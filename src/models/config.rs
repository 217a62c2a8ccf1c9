#[derive(Debug, Clone, Copy, PartialEq, Eq)]
pub struct EmojiTallyConfig {
    /// Rendered for users without a known display name.
    pub unknown_user_label: &'static str,
    /// Messages starting with this prefix are commands and are never counted.
    pub command_prefix: &'static str,
}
------------------------------------------------------------------------
The task » Going line by line, repeat the whole listing exactly.

Reply to the exercise »
filename src/models/config.rs
repository 217a62c2a8ccf1c9
#[derive(Debug, Clone, Copy, PartialEq, Eq)]
pub struct EmojiTallyConfig {
    /// Rendered for users without a known display name.
    pub unknown_user_label: &'static str,
    /// Messages starting with this prefix are commands and are never counted.
    pub command_prefix: &'static str,
}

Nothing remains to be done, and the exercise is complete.